Thursday, July 18, 2013

Snakes in Bali

A couple weeks ago, Kristin and I were on our way to the beach when I spotted a reticulated python laying on the side of the small road. Thanks to my dad, I've always been fascinated with reptiles (and wildlife in general), so I slowed to a stop and began turning around. Of course, Kristin wasn't terribly happy about this.
Reticulated pythons are nonvenomous constrictors and are rarely considered dangerous to humans. There are stories of human attacks by the larger ones, but this guy was a baby of 6-7 feet. Reticulated pythons are the longest species of snake on the planet and can grow to lengths upwards of 20 feet (6 meters).

Unfortunately, my suspicions were correct. Reticulated pythons are ambush hunters and don't just hang out in the open. This one was already dead. Kristin was relieved. As we inspected it, a local came out from his home and told us what happened. He had awoke in the middle of the night to his dog in a frenzy, and walked outside to find him fighting with the snake! The man had bashed its head until it died.

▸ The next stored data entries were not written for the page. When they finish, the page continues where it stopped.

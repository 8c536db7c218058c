pub mod config;
pub mod paths;
pub mod secrets;

pub use config::{AuthConfig, Config, EmailConfig, EmailProvider, LoggingConfig, OtpConfig, SchedulerConfig, ServerConfig, StoreBackend, StoreConfig, TicketConfig};
pub use paths::{PathManager, container_base_path};
pub use secrets::{SecretStore, ADMIN_SECRET_ENV, RESEND_API_KEY_ENV};
use axum::http::StatusCode;
use axum::response::{IntoResponse, Response};
use axum::Json;
use marquee_core::CoreError;
use serde_json::json;
use thiserror::Error;
use tracing::error;

/// Error returned by every API handler
///
/// Renders as `{"success": false, "error": "..."}`. Backend failures are
/// logged here and reach the client only as "Server error".
#[derive(Debug, Error)]
pub enum ApiError {
    #[error(transparent)]
    Core(#[from] CoreError),

    #[error("{0}")]
    BadRequest(String),
}

impl ApiError {
    pub fn status(&self) -> StatusCode {
        match self {
            ApiError::BadRequest(_) => StatusCode::BAD_REQUEST,
            ApiError::Core(err) => match err {
                CoreError::Validation(_) => StatusCode::BAD_REQUEST,
                CoreError::NotFound { .. } => StatusCode::NOT_FOUND,
                CoreError::InvalidCode | CoreError::Unauthorized => StatusCode::UNAUTHORIZED,
                CoreError::Forbidden(_) => StatusCode::FORBIDDEN,
                CoreError::RateLimited(_) => StatusCode::TOO_MANY_REQUESTS,
                CoreError::TicketInvalid => StatusCode::BAD_REQUEST,
                CoreError::TicketAlreadyUsed | CoreError::Conflict(_) => StatusCode::CONFLICT,
                CoreError::Store(_) | CoreError::Mail(_) | CoreError::Export(_) => {
                    StatusCode::INTERNAL_SERVER_ERROR
                }
            },
        }
    }
}

impl IntoResponse for ApiError {
    fn into_response(self) -> Response {
        let status = self.status();
        let message = if status.is_server_error() {
            error!(error = %self, "Request failed");
            "Server error".to_string()
        } else {
            self.to_string()
        };
        (status, Json(json!({ "success": false, "error": message }))).into_response()
    }
}

pub type ApiResult<T> = Result<T, ApiError>;

#[cfg(test)]
mod tests {
    use super::*;
    use marquee_store::StoreError;

    #[test]
    fn test_status_mapping() {
        let cases = [
            (CoreError::validation("Email required"), StatusCode::BAD_REQUEST),
            (CoreError::not_found("movie", "m1"), StatusCode::NOT_FOUND),
            (CoreError::InvalidCode, StatusCode::UNAUTHORIZED),
            (CoreError::Forbidden("Not authorized".into()), StatusCode::FORBIDDEN),
            (CoreError::RateLimited("Wait".into()), StatusCode::TOO_MANY_REQUESTS),
            (CoreError::TicketAlreadyUsed, StatusCode::CONFLICT),
            (
                CoreError::Store(StoreError::Io(std::io::Error::other("disk"))),
                StatusCode::INTERNAL_SERVER_ERROR,
            ),
        ];
        for (err, status) in cases {
            assert_eq!(ApiError::from(err).status(), status);
        }
    }
}
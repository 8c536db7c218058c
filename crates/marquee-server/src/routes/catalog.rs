use axum::extract::{Path, Query, State};
use axum::http::StatusCode;
use axum::response::sse::{Event, KeepAlive, Sse};
use axum::Json;
use futures::{Stream, StreamExt};
use marquee_core::{CommentView, HomeFeed, NewComment, PublicMovie, ThreadView, ViewOutcome};
use marquee_models::{DeviceId, RatingSummary, Stars};
use serde::Deserialize;
use tracing::warn;
use crate::error::ApiResult;
use crate::extract::ApiJson;
use crate::state::AppState;

#[derive(Debug, Deserialize)]
#[serde(rename_all = "camelCase")]
pub struct DeviceQuery {
    device_id: Option<String>,
}

impl DeviceQuery {
    fn device(&self) -> ApiResult<Option<DeviceId>> {
        match self.device_id.as_deref().filter(|d| !d.trim().is_empty()) {
            Some(raw) => Ok(Some(DeviceId::parse(raw).map_err(marquee_core::CoreError::from)?)),
            None => Ok(None),
        }
    }
}

#[derive(Debug, Deserialize)]
#[serde(rename_all = "camelCase")]
pub struct ViewBody {
    device_id: DeviceId,
}

#[derive(Debug, Deserialize)]
#[serde(rename_all = "camelCase")]
pub struct RateBody {
    device_id: DeviceId,
    rating: Stars,
}

pub async fn home(State(state): State<AppState>) -> ApiResult<Json<HomeFeed>> {
    Ok(Json(state.services.movies.home().await?))
}

pub async fn list_movies(State(state): State<AppState>) -> ApiResult<Json<Vec<PublicMovie>>> {
    let movies = state.services.movies.list().await?;
    Ok(Json(movies.iter().map(PublicMovie::from).collect()))
}

pub async fn get_movie(State(state): State<AppState>, Path(id): Path<String>) -> ApiResult<Json<PublicMovie>> {
    let movie = state.services.movies.get(&id).await?;
    Ok(Json(PublicMovie::from(&movie)))
}

pub async fn record_view(
    State(state): State<AppState>,
    Path(id): Path<String>,
    ApiJson(body): ApiJson<ViewBody>,
) -> ApiResult<Json<ViewOutcome>> {
    Ok(Json(state.services.views.record(&id, &body.device_id).await?))
}

pub async fn rating_summary(
    State(state): State<AppState>,
    Path(id): Path<String>,
    Query(query): Query<DeviceQuery>,
) -> ApiResult<Json<RatingSummary>> {
    let device = query.device()?;
    Ok(Json(state.services.ratings.summary(&id, device.as_ref()).await?))
}

pub async fn rate(
    State(state): State<AppState>,
    Path(id): Path<String>,
    ApiJson(body): ApiJson<RateBody>,
) -> ApiResult<Json<RatingSummary>> {
    Ok(Json(state.services.ratings.rate(&id, &body.device_id, body.rating).await?))
}

/// Server-sent `rating` events: the current summary, then one per change
pub async fn rating_stream(
    State(state): State<AppState>,
    Path(id): Path<String>,
    Query(query): Query<DeviceQuery>,
) -> ApiResult<Sse<impl Stream<Item = Result<Event, axum::Error>>>> {
    let device = query.device()?;
    // Unknown movies fail before the stream opens
    state.services.ratings.summary(&id, device.as_ref()).await?;

    let stream = state.services.ratings.clone().watch(id, device).map(|update| match update {
        Ok(summary) => Event::default().event("rating").json_data(summary),
        Err(err) => {
            warn!(error = %err, "Rating refresh failed");
            Ok(Event::default().event("error").data("Server error"))
        }
    });
    Ok(Sse::new(stream).keep_alive(KeepAlive::default()))
}

pub async fn comment_threads(
    State(state): State<AppState>,
    Path(id): Path<String>,
) -> ApiResult<Json<Vec<ThreadView>>> {
    let threads = state.services.comments.threads(&id).await?;
    Ok(Json(threads.into_iter().map(ThreadView::from).collect()))
}

pub async fn post_comment(
    State(state): State<AppState>,
    Path(id): Path<String>,
    ApiJson(body): ApiJson<NewComment>,
) -> ApiResult<(StatusCode, Json<CommentView>)> {
    let comment = state.services.comments.post(&id, body).await?;
    Ok((StatusCode::CREATED, Json(comment.into())))
}
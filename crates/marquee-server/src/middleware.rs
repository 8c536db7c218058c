use axum::body::Body;
use axum::extract::State;
use axum::http::{HeaderValue, Request};
use axum::middleware::Next;
use axum::response::{IntoResponse, Redirect, Response};
use tracing::{debug, Instrument};
use crate::extract::AdminSession;
use crate::state::AppState;

pub const REQUEST_ID_HEADER: &str = "x-request-id";
pub const LOGIN_PATH: &str = "/admin/login";

fn request_id(request: &Request<Body>) -> String {
    request
        .headers()
        .get(REQUEST_ID_HEADER)
        .and_then(|v| v.to_str().ok())
        .filter(|v| !v.is_empty() && v.len() <= 128)
        .map(str::to_string)
        .unwrap_or_else(|| uuid::Uuid::new_v4().simple().to_string())
}

/// Runs each request inside an `http.request` span and echoes its id back
pub async fn request_tracing(request: Request<Body>, next: Next) -> Response {
    let request_id = request_id(&request);
    let method = request.method().clone();
    let route = request.uri().path().to_string();
    let span = tracing::info_span!(
        "http.request",
        request_id = %request_id,
        method = %method,
        route = %route
    );

    let mut response = next.run(request).instrument(span.clone()).await;
    span.in_scope(|| debug!(status = response.status().as_u16(), "Request completed"));
    if let Ok(value) = HeaderValue::from_str(&request_id) {
        response.headers_mut().insert(REQUEST_ID_HEADER, value);
    }
    response
}

/// Whether `path` is an admin page that needs a session. The login page and
/// anything under it stay open.
fn is_gated(path: &str) -> bool {
    let admin = path == "/admin" || path.starts_with("/admin/");
    admin && !path.starts_with(LOGIN_PATH)
}

/// Sends unauthenticated visitors of admin pages to the login page
///
/// Applied to the whole router, so unknown paths under `/admin` redirect too
/// instead of leaking a 404 before login.
pub async fn admin_gate(State(state): State<AppState>, request: Request<Body>, next: Next) -> Response {
    if !is_gated(request.uri().path()) {
        return next.run(request).await;
    }
    match AdminSession::from_headers(&state, request.headers()) {
        Some(_) => next.run(request).await,
        None => Redirect::to(LOGIN_PATH).into_response(),
    }
}
use axum::extract::State;
use axum::response::Html;
use axum::Json;
use marquee_core::DashboardStats;
use crate::error::ApiResult;
use crate::state::AppState;

const LOGIN_PAGE: &str = r#"<!doctype html>
<html lang="en">
<head><meta charset="utf-8"><title>Admin sign-in</title></head>
<body>
<form id="request"><input name="email" type="email" placeholder="Admin email" required><button>Send OTP</button></form>
<form id="verify"><input name="otp" inputmode="numeric" maxlength="6" placeholder="6-digit code" required><button>Verify</button></form>
<p id="status"></p>
<script>
const status = document.getElementById("status");
let email = "";
async function post(path, body) {
  const res = await fetch(path, { method: "POST", headers: { "content-type": "application/json" }, body: JSON.stringify(body) });
  return res.json();
}
document.getElementById("request").onsubmit = async (e) => {
  e.preventDefault();
  email = e.target.email.value;
  const out = await post("/api/send-otp", { email });
  status.textContent = out.success ? "OTP sent" : out.error;
};
document.getElementById("verify").onsubmit = async (e) => {
  e.preventDefault();
  const out = await post("/api/verify-otp", { email, otp: e.target.otp.value });
  if (out.success) location.href = "/admin"; else status.textContent = out.error;
};
</script>
</body>
</html>
"#;

pub async fn login() -> Html<&'static str> {
    Html(LOGIN_PAGE)
}

/// Landing page of the admin area; the gate has already checked the session
pub async fn admin_home(State(state): State<AppState>) -> ApiResult<Json<DashboardStats>> {
    Ok(Json(marquee_core::dashboard(state.services.store.as_ref()).await?))
}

I don't think a lot of people realize the prevalence of snakes in Bali. It's definitely not a topic heavily covered in travel brochures and magazines, but they're here. There are dozens of species found throughout the island: rat snakes, keelbacks, vine snakes, tree snakes, pythons, etc. Some of these are venomous: king cobras, spitting cobras, green pit vipers, banded/blue kraits, and Asian coral snakes. Read a little bit more about these snakes on Bali Reptile Rescue.

Don't be alarmed. Snakes don't attack humans for no reason, only if they feel (or are) threatened. Just because there are a few venomous snakes around, don't go killing every snake you come across. The main thing to remember is to always stay mindful of your surroundings.